The researchers estimate that if kidneys were allocated randomly to potential recipients, the average recipient would experience 7.9 years of life extension. They also estimate that the assignment mechanism results in an average life expectancy gain of 8.8 years. This is because, relative to random allocation, the process matches patients who will benefit more from the transplant of a particular kidney to such a well-suited donation. Most of this gain in life extension, relative to random allocation, comes from allowing patient choice. Assignment to patients based on existing priority rules without allowing for patient choice would only generate an average of 8.0 years of life extension.

The researchers also ask what would happen if kidneys were allocated to potential recipients based only on the criterion of maximizing the number of additional years of life expectancy. Their calculations suggest that it would be possible to achieve an average life extension per kidney recipient of up to 13.8 years, but that doing so would involve significant changes from current procedures. Maximizing the life expectancy gains requires assigning transplants to patients who are relatively healthy and who would live longer without a transplant than many other potential recipients on the kidney wait-list. This highlights a key tradeoff in the kidney allocation process: maximizing survival benefits requires restricting the availability of transplants for sicker patients because those patients are expected to live fewer years after receiving a transplant.

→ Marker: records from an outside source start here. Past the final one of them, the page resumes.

/// A live projection of a source collection.
pub struct Collection<R: Record> {
    pub(crate) source: Arc<dyn SourceCollection<R>>,
    pub(crate) arena: ItemArena<R>,
    pub(crate) composer: Composer<R>,
    pub(crate) factory: ItemFactory,

    pub(crate) filters: Vec<Filter<R>>,
    pub(crate) sort: Vec<SortFn<R>>,
    pub(crate) group: Option<GroupFn<R>>,
    pub(crate) collapsed_groups: BTreeSet<GroupKey>,
    unique: bool,
    display_property: Option<String>,
    important_properties: Vec<String>,
    compatible_reset: bool,
    multi_select_visibility: MultiSelectVisibility,

    /// Items of the result strategy, before filtering.
    pub(crate) items: Vec<ItemId>,
    pub(crate) filter_map: Vec<Option<bool>>,
    pub(crate) sort_map: Vec<usize>,
    /// Items that passed filtering, in display order.
    pub(crate) visible: Vec<ItemId>,
    filter_memo: HashMap<ItemId, bool>,
    pub(crate) uids: UidCache,

    session: Option<Session>,
    delayed: Vec<ItemChange<R>>,
    source_synchronized: bool,
    rebuild_on_sync: bool,
    recompute_log: Vec<RecomputeStage>,

    version: Version,
    pub(crate) marked_key: Option<RecordKey>,
    hovered: Option<ItemId>,
    active: Option<ItemId>,
    pub(crate) current: Option<ItemId>,
    adding: Option<ItemId>,
    pub(crate) drag_target: Option<ItemId>,
    viewport: Option<Box<dyn Viewport<R>>>,
    pub(crate) tree: Option<TreeState<R>>,
    signals: ProjectionSignals,
}

impl<R: Record> fmt::Debug for Collection<R> {
    fn fmt(&self, f: &mut fmt::Formatter<'_>) -> fmt::Result {
        f.debug_struct("Collection")
            .field("composer", &self.composer)
            .field("items", &self.items.len())
            .field("visible", &self.visible.len())
            .field("version", &self.version.get())
            .field("tree", &self.tree.is_some())
            .finish()
    }
}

The researchers point out that increasing the expected longevity of the roughly 13,000 annual deceased donor kidney recipients in the US can create substantial value. If a statistical life year is valued at $300,000, the gains from the current system relative to random assignment are worth approximately $3.5 billion per year. This calculation does not include the cost saving from reduced dialysis. Modifying the assignment process in a way that generates another year of life extension, on average, would be worth nearly $4 billion per year.